Saturday, November 21st, 2020
The cleaner is coming this afternoon. She hasn’t been here since August. I really need help about once each month, but we’ve been delayed by the lockdowns and all that. I texted her a few days ago. I’m tempted to warn her that she might need a hazmat suit, but she might not know the word. This morning, I sleep later than I expect, get up, get breakfast, then sleep some more at my desk. I don’t get outdoors at all. Rain falls for much of the day. The sounds of rain and thunder lull me into inaction. I do a bit of cleaning on my own after I eat lunch, putting away stuff that needs a clear place to go. I run the vacuum robot, but it doesn’t work as well as it usually has. It drops some things after picking them up and acts as if it’s bumping up against things that I can’t see. Before I run it next time, I’ll have to flip it over and see if I find what’s making it do this. I have some ideas. I set up my keyboard to record another 75-minute solo, but don’t have time before the cleaner arrives. The music has to wait until later, along with my laundry and other obligations. A busy evening awaits, then on into the week.
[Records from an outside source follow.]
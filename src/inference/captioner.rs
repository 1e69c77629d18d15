use anyhow::{anyhow, Context, Result};
use candle::{DType, Device, Tensor, D};
use candle_nn::VarBuilder;
use candle_transformers::models::blip::{self, BlipForConditionalGeneration};
use hf_hub::api::tokio::Api;
use image::{imageops::FilterType, DynamicImage};
use tokenizers::Tokenizer;
use tokio::sync::Mutex;

pub const MODEL_REPO: &str = "Salesforce/blip-image-captioning-base";

const IMAGE_SIZE: usize = 384;
// CLIP-style channel statistics used by the BLIP image processor.
const IMAGE_MEAN: [f32; 3] = [0.481_454_66, 0.457_827_5, 0.408_210_73];
const IMAGE_STD: [f32; 3] = [0.268_629_54, 0.261_302_58, 0.275_777_11];

// Decoder start ([DEC]) and end ([SEP]) ids in the BLIP text vocab.
const BOS_TOKEN_ID: u32 = 30522;
const SEP_TOKEN_ID: u32 = 102;

const NUM_BEAMS: usize = 3;
const MAX_NEW_TOKENS: usize = 50;

/// BLIP image captioner: vision encoder once per image, then beam search
/// over the text decoder.
pub struct BlipCaptioner {
    // The decoder mutates its kv cache on every forward, so the whole model
    // sits behind a lock and requests take turns.
    model: Mutex<BlipForConditionalGeneration>,
    tokenizer: Tokenizer,
    device: Device,
}

impl BlipCaptioner {
    pub async fn load(device: &Device) -> Result<Self> {
        let api = Api::new().context("hub api init failed")?;
        let repo = api.model(MODEL_REPO.to_string());

        let tokenizer_path = repo
            .get("tokenizer.json")
            .await
            .context("failed to fetch captioner tokenizer.json")?;
        let weights_path = repo
            .get("model.safetensors")
            .await
            .context("failed to fetch captioner weights")?;

        let tokenizer = Tokenizer::from_file(&tokenizer_path)
            .map_err(|e| anyhow!("Tokenizer load failed ({}): {e}", tokenizer_path.display()))?;

        let config = image_captioning_base_config();

        println!("📁 Captioner snapshot: {}", weights_path.display());

        let vb =
            unsafe { VarBuilder::from_mmaped_safetensors(&[weights_path], DType::F32, device)? };
        let model = BlipForConditionalGeneration::new(&config, vb)?;

        println!("🚀 Loaded BLIP captioner on {device:?}");

        Ok(Self {
            model: Mutex::new(model),
            tokenizer,
            device: device.clone(),
        })
    }

    pub async fn caption(&self, image: &DynamicImage) -> Result<String> {
        let pixels = preprocess(image, &self.device)?;

        let mut model = self.model.lock().await;
        let image_embeds = pixels.unsqueeze(0)?.apply(model.vision_model())?;
        let tokens = beam_search(&mut model, &image_embeds, NUM_BEAMS, MAX_NEW_TOKENS)?;

        let caption = self
            .tokenizer
            .decode(&tokens, true)
            .map_err(|e| anyhow!("token decode error: {e}"))?;

        Ok(caption.trim().to_string())
    }
}

/// The base checkpoint's config. Same layout as the packaged large config,
/// with the smaller vision tower and the text cross-attention sized to it
/// (per the base repo's config.json).
fn image_captioning_base_config() -> blip::Config {
    let mut config = blip::Config::image_captioning_large();
    config.vision_config.hidden_size = 768;
    config.vision_config.intermediate_size = 3072;
    config.vision_config.num_hidden_layers = 12;
    config.vision_config.num_attention_heads = 12;
    config.text_config.encoder_hidden_size = 768;
    config
}

/// Resize to 384x384, RGB, scale to [0,1], normalize per channel. Returns a
/// (3, 384, 384) f32 tensor on the target device.
pub fn preprocess(image: &DynamicImage, device: &Device) -> Result<Tensor> {
    let img = image
        .resize_exact(IMAGE_SIZE as u32, IMAGE_SIZE as u32, FilterType::Triangle)
        .to_rgb8();

    let pixels = Tensor::from_vec(img.into_raw(), (IMAGE_SIZE, IMAGE_SIZE, 3), device)?
        .permute((2, 0, 1))?
        .to_dtype(DType::F32)?;

    let mean = Tensor::new(&IMAGE_MEAN, device)?.reshape((3, 1, 1))?;
    let std = Tensor::new(&IMAGE_STD, device)?.reshape((3, 1, 1))?;

    let normalized = (pixels / 255.0)?
        .broadcast_sub(&mean)?
        .broadcast_div(&std)?;

    Ok(normalized)
}

#[derive(Debug, Clone)]
struct Beam {
    // Includes the leading [DEC] token; the terminating [SEP] is never
    // stored.
    tokens: Vec<u32>,
    // Summed log-probability of the generated tokens.
    score: f32,
    finished: bool,
}

fn beam_search(
    model: &mut BlipForConditionalGeneration,
    image_embeds: &Tensor,
    num_beams: usize,
    max_new_tokens: usize,
) -> Result<Vec<u32>> {
    let device = image_embeds.device();
    let mut beams = vec![Beam {
        tokens: vec![BOS_TOKEN_ID],
        score: 0.0,
        finished: false,
    }];

    for _ in 0..max_new_tokens {
        if beams.iter().all(|b| b.finished) {
            break;
        }

        let mut candidates = Vec::with_capacity(beams.len() * num_beams);
        for beam in &beams {
            if beam.finished {
                candidates.push(beam.clone());
                continue;
            }

            // Rescore the full prefix each step so the per-beam kv caches
            // cannot interleave.
            model.reset_kv_cache();
            let input_ids = Tensor::new(beam.tokens.as_slice(), device)?.unsqueeze(0)?;
            let logits = model.text_decoder().forward(&input_ids, image_embeds)?;
            let logits = logits.squeeze(0)?;
            let last = logits.get(logits.dim(0)? - 1)?;
            let log_probs = candle_nn::ops::log_softmax(&last, D::Minus1)?.to_vec1::<f32>()?;

            for (token, lp) in top_k(&log_probs, num_beams) {
                let mut tokens = beam.tokens.clone();
                let finished = token == SEP_TOKEN_ID;
                if !finished {
                    tokens.push(token);
                }
                candidates.push(Beam {
                    tokens,
                    score: beam.score + lp,
                    finished,
                });
            }
        }

        beams = prune(candidates, num_beams);
    }

    let best = beams
        .into_iter()
        .max_by(|a, b| a.score.partial_cmp(&b.score).unwrap_or(std::cmp::Ordering::Equal))
        .ok_or_else(|| anyhow!("beam search produced no candidates"))?;

    Ok(best.tokens[1..].to_vec())
}

fn prune(mut candidates: Vec<Beam>, num_beams: usize) -> Vec<Beam> {
    candidates.sort_by(|a, b| b.score.partial_cmp(&a.score).unwrap_or(std::cmp::Ordering::Equal));
    candidates.truncate(num_beams);
    candidates
}

fn top_k(log_probs: &[f32], k: usize) -> Vec<(u32, f32)> {
    let mut indexed: Vec<(u32, f32)> = log_probs
        .iter()
        .enumerate()
        .map(|(i, &p)| (i as u32, p))
        .collect();
    indexed.sort_by(|a, b| b.1.partial_cmp(&a.1).unwrap_or(std::cmp::Ordering::Equal));
    indexed.truncate(k);
    indexed
}
use axum::{
    http::StatusCode,
    response::{IntoResponse, Response},
    Json,
};
use serde_json::json;
use tracing::error;

/// Failures surfaced to HTTP callers.
///
/// Validation and upstream image failures carry a human-readable `detail`
/// body; everything else is an opaque 500.
#[derive(Debug)]
pub enum ApiError {
    /// Single-string embedding input over the size limit.
    PayloadTooLarge(&'static str),
    /// Image fetch or decode failed. The cause is deliberately collapsed so
    /// callers see one stable error regardless of what went wrong upstream.
    InvalidImageUrl,
    /// Unexpected inference failure.
    Internal(anyhow::Error),
}

impl IntoResponse for ApiError {
    fn into_response(self) -> Response {
        match self {
            ApiError::PayloadTooLarge(detail) => (
                StatusCode::PAYLOAD_TOO_LARGE,
                Json(json!({ "detail": detail })),
            )
                .into_response(),
            ApiError::InvalidImageUrl => (
                StatusCode::BAD_REQUEST,
                Json(json!({ "detail": "Invalid image URL" })),
            )
                .into_response(),
            ApiError::Internal(err) => {
                error!("inference failure: {err:#}");
                StatusCode::INTERNAL_SERVER_ERROR.into_response()
            }
        }
    }
}

impl From<anyhow::Error> for ApiError {
    fn from(err: anyhow::Error) -> Self {
        ApiError::Internal(err)
    }
}
use std::sync::Arc;

use axum::{
    routing::{get, post},
    Json, Router,
};
use serde_json::{json, Value};

pub mod error;

use crate::caption::handler::caption_image;
use crate::embed::handler::embed_text;
use crate::inference::ModelSet;

/// Shared application state, constructed once at startup and handed to every
/// handler through axum `State`.
#[derive(Clone)]
pub struct AppState {
    pub models: Arc<ModelSet>,
    pub http: reqwest::Client,
}

pub fn router() -> Router<AppState> {
    Router::new()
        .route("/embed/text", post(embed_text))
        .route("/caption/image", post(caption_image))
        .route("/", get(health))
}

/// Liveness probe. Intentionally independent of the model handles.
async fn health() -> Json<Value> {
    Json(json!({ "status": "ok" }))
}

#[cfg(test)]
mod tests {
    use super::*;

    #[tokio::test]
    async fn health_is_constant() {
        let Json(body) = health().await;
        assert_eq!(body, json!({ "status": "ok" }));
    }
}
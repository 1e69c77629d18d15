use anyhow::Result;
use candle::Device;
use tracing::warn;

pub mod captioner;
pub mod embedder;
pub mod mpnet;

use captioner::BlipCaptioner;
use embedder::SentenceEmbedder;

/// Process-wide model handles, loaded once before the server accepts
/// traffic and never replaced afterwards.
pub struct ModelSet {
    pub embedder: SentenceEmbedder,
    pub captioner: BlipCaptioner,
    pub device: Device,
}

impl ModelSet {
    /// Any load failure is fatal: the process must not come up with a
    /// missing model.
    pub async fn load(device: &Device) -> Result<Self> {
        let embedder = SentenceEmbedder::load(device).await?;
        let captioner = BlipCaptioner::load(device).await?;
        Ok(Self {
            embedder,
            captioner,
            device: device.clone(),
        })
    }
}

/// CUDA when compiled in and present, otherwise CPU.
pub fn device() -> Result<Device> {
    let device = Device::cuda_if_available(0)?;
    if !device.is_cuda() {
        warn!("CUDA unavailable, running inference on CPU");
    }
    Ok(device)
}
Sunday, November 22nd, 2020
The burger joint is empty when I come in. No customers are waiting. No burgers are in progress. One worker stands at the register. Another is in the back prepping things. A third is hanging out on the patio. I step up to the counter. I haven’t seen this cashier before. He starts to take my name. He stops. “You know what? Have you earned a free meal from us yet?” I haven’t. “Ok, this one’s on us. Congratulations.” Thanks. “Let’s see, you’re ordering the cheeseburger, with no sauce and fries without salt?” No, I want the usual mushroom burger and sweet potato fries. His face falls. I’m guessing he had thought I was someone else. He recovers quickly. “OK!” It’s too late for him to rescind the free offer. He finishes typing in the order and wanders over to the grill. He pulls a breaded mushroom burger from a plastic container and slaps it down to cook. “Vegan bun?” OK. He takes a bun from another container and puts it on the moving grate of the toaster. He pours some fresh fries into a basket and lowers it into the cooker. Looking back, he sees that the bun is ready. He takes it out of the toaster, looks at it, and shakes his head. Something’s wrong. He tosses it in the trash and puts another bun on the grate. A few minutes later, everything’s ready. He puts it all together, piling the burger, sauce, and vegetables on the bun and deftly juggling the fries into a box. “Something to drink?” I had been thinking of getting a milkshake, but that might take too much advantage of the free offer. I get a diet cola. He puts it all in a bag and hands it to me over the counter. “Here you are. Congratulations. Bon appetit.” I go back outside and put on my headphones. On the pedestrian street, I see my first two snails of the season. They only come out after the rain. I say the blessing for occasional events. Their presence is an official announcement: Winter is here.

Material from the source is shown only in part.